Cover Story
NFT
means “non-fungible token”, but many associate this short acronym with much more. For some, NFT is shorthand for describing the latest hype and yet another get-rich-quick scheme; for others, it is an indispensable feature of a new, emerging digital world, the “metaverse”. Admittedly, the current popularity of NFTs may suggest an ‘irrational exuberance’, pushing many to jump onto the new bandwagon. However, the potential of NFTs, beyond the hype, is yet to be determined. When the dust settles, several novels and useful applications of this technology are likely to emerge, impacting a variety of industries. In the meantime, an objective look requires us to steer away from polarized opinions in order to understand what NFTs are as well as the key legal and regulatory issues affecting this new phenomenon.
WHAT’S AN NFT? In essence, NFTs are digital certificates consisting of non-interchangeable units of data stored on a blockchain, that is a digitally distributed ledger.
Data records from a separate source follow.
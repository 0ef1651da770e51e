use sqlx::PgPool;

use crate::classify::classify_sqlx;
use crate::error::BackplaneError;
use crate::schema::IndexInfo;

/// List every index on one table, including the primary-key index, with its
/// access method and columns in index order.
pub async fn query_indexes(
    pool: &PgPool,
    schema: &str,
    table_name: &str,
) -> Result<Vec<IndexInfo>, BackplaneError> {
    let rows = sqlx::query_as::<_, IndexRow>(
        r#"
        SELECT i.relname AS index_name,
               ix.indisunique AS is_unique,
               ix.indisprimary AS is_primary,
               am.amname AS method,
               array_agg(a.attname ORDER BY array_position(ix.indkey, a.attnum)) AS columns
        FROM pg_index ix
        JOIN pg_class t ON t.oid = ix.indrelid
        JOIN pg_class i ON i.oid = ix.indexrelid
        JOIN pg_am am ON am.oid = i.relam
        JOIN pg_namespace n ON n.oid = t.relnamespace
        JOIN pg_attribute a ON a.attrelid = t.oid AND a.attnum = ANY(ix.indkey)
        WHERE n.nspname = $1 AND t.relname = $2
        GROUP BY i.relname, ix.indisunique, ix.indisprimary, am.amname
        ORDER BY i.relname
        "#,
    )
    .bind(schema)
    .bind(table_name)
    .fetch_all(pool)
    .await
    .map_err(|e| classify_sqlx(&e))?;

    Ok(rows
        .into_iter()
        .map(|row| IndexInfo {
            name: row.index_name,
            columns: row.columns,
            unique: row.is_unique,
            primary: row.is_primary,
            method: row.method,
        })
        .collect())
}

#[derive(sqlx::FromRow)]
struct IndexRow {
    index_name: String,
    is_unique: bool,
    is_primary: bool,
    method: String,
    columns: Vec<String>,
}
//! SQL text builders for the generic CRUD service.
//!
//! These are pure functions over the column whitelist so the whitelist
//! invariants can be tested without a database. Identifiers are quoted;
//! values are returned as text bind parameters cast to the column's native
//! type (`$1::uuid`), which lets the server coerce JSON scalars without the
//! driver knowing the column types. Row output is shaped server-side with
//! `row_to_json`, so every statement returns a single text column.

use serde_json::Value;

use crate::error::BackplaneError;
use crate::ident::{qualify, quote_ident};

use super::{ColumnMeta, Record};

pub fn build_select_all(schema: &str, table: &str) -> String {
    format!(
        "SELECT row_to_json(t)::text FROM {} t",
        qualify(schema, table)
    )
}

pub fn build_select_by_id(schema: &str, table: &str, pk: &str) -> String {
    format!(
        "SELECT row_to_json(t)::text FROM {} t WHERE {}::text = $1",
        qualify(schema, table),
        quote_ident(pk)
    )
}

pub fn build_insert(
    schema: &str,
    table: &str,
    columns: &[ColumnMeta],
    record: &Record,
) -> Result<(String, Vec<Option<String>>), BackplaneError> {
    reject_unknown_keys(schema, table, columns, record)?;
    if record.is_empty() {
        return Err(BackplaneError::Validation(
            "record must contain at least one column".to_string(),
        ));
    }

    let mut names = Vec::new();
    let mut placeholders = Vec::new();
    let mut binds = Vec::new();
    for column in columns {
        let Some(value) = record.get(&column.name) else {
            continue;
        };
        names.push(quote_ident(&column.name));
        placeholders.push(format!("${}::{}", binds.len() + 1, quote_ident(&column.udt)));
        binds.push(bind_text(value));
    }

    let sql = format!(
        "INSERT INTO {} AS t ({}) VALUES ({}) RETURNING row_to_json(t)::text",
        qualify(schema, table),
        names.join(", "),
        placeholders.join(", ")
    );
    Ok((sql, binds))
}

pub fn build_update(
    schema: &str,
    table: &str,
    columns: &[ColumnMeta],
    pk: &str,
    record: &Record,
) -> Result<(String, Vec<Option<String>>), BackplaneError> {
    reject_unknown_keys(schema, table, columns, record)?;

    let mut assignments = Vec::new();
    let mut binds = Vec::new();
    for column in columns {
        let Some(value) = record.get(&column.name) else {
            continue;
        };
        assignments.push(format!(
            "{} = ${}::{}",
            quote_ident(&column.name),
            binds.len() + 1,
            quote_ident(&column.udt)
        ));
        binds.push(bind_text(value));
    }
    if assignments.is_empty() {
        return Err(BackplaneError::Validation(
            "update contains no recognized columns".to_string(),
        ));
    }

    let sql = format!(
        "UPDATE {} AS t SET {} WHERE {}::text = ${} RETURNING row_to_json(t)::text",
        qualify(schema, table),
        assignments.join(", "),
        quote_ident(pk),
        binds.len() + 1
    );
    Ok((sql, binds))
}

pub fn build_delete(schema: &str, table: &str, pk: &str) -> String {
    format!(
        "DELETE FROM {} t WHERE {}::text = $1 RETURNING row_to_json(t)::text",
        qualify(schema, table),
        quote_ident(pk)
    )
}

/// Column-whitelist guard: every key in the record must name a declared
/// column, otherwise the whole operation is rejected before any SQL runs.
fn reject_unknown_keys(
    schema: &str,
    table: &str,
    columns: &[ColumnMeta],
    record: &Record,
) -> Result<(), BackplaneError> {
    let unknown: Vec<&str> = record
        .keys()
        .filter(|key| !columns.iter().any(|c| &c.name == *key))
        .map(String::as_str)
        .collect();
    if !unknown.is_empty() {
        return Err(BackplaneError::Validation(format!(
            "unknown columns for {schema}.{table}: {}",
            unknown.join(", ")
        )));
    }
    Ok(())
}

/// Render a JSON value as a text bind parameter. Objects and arrays are
/// serialized so they can cast to json/jsonb columns.
fn bind_text(value: &Value) -> Option<String> {
    match value {
        Value::Null => None,
        Value::String(s) => Some(s.clone()),
        other => Some(other.to_string()),
    }
}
Here, records (or “blocks”) are linked together using cryptographic chains; each block contains a reference (or “cryptographic hash”) to the previous block, a timestamp, and other transaction data. Even though the underlying technology is the same supporting cryptocurrencies such as Bitcoin, NFTs, unlike a cryptocurrency, are not mutually interchangeable (or “fungible”). Each NFT, even when part of a series or collection, is unique and distinguishable from others. The process of creating an NFT (referred to as “minting”) consists of turning a specific digital item – such as a picture, a document, or a sound file – into a record on the blockchain that will typically have a link to the item itself. Once in the blockchain, any attempt to duplicate, change or tamper with the record on the blockchain representing the digital item is virtually impossible. Hence, while the digital item can be duplicated (or screenshotted), its record on the blockchain is unique and immutable regardless of how many times the NFT changes hands.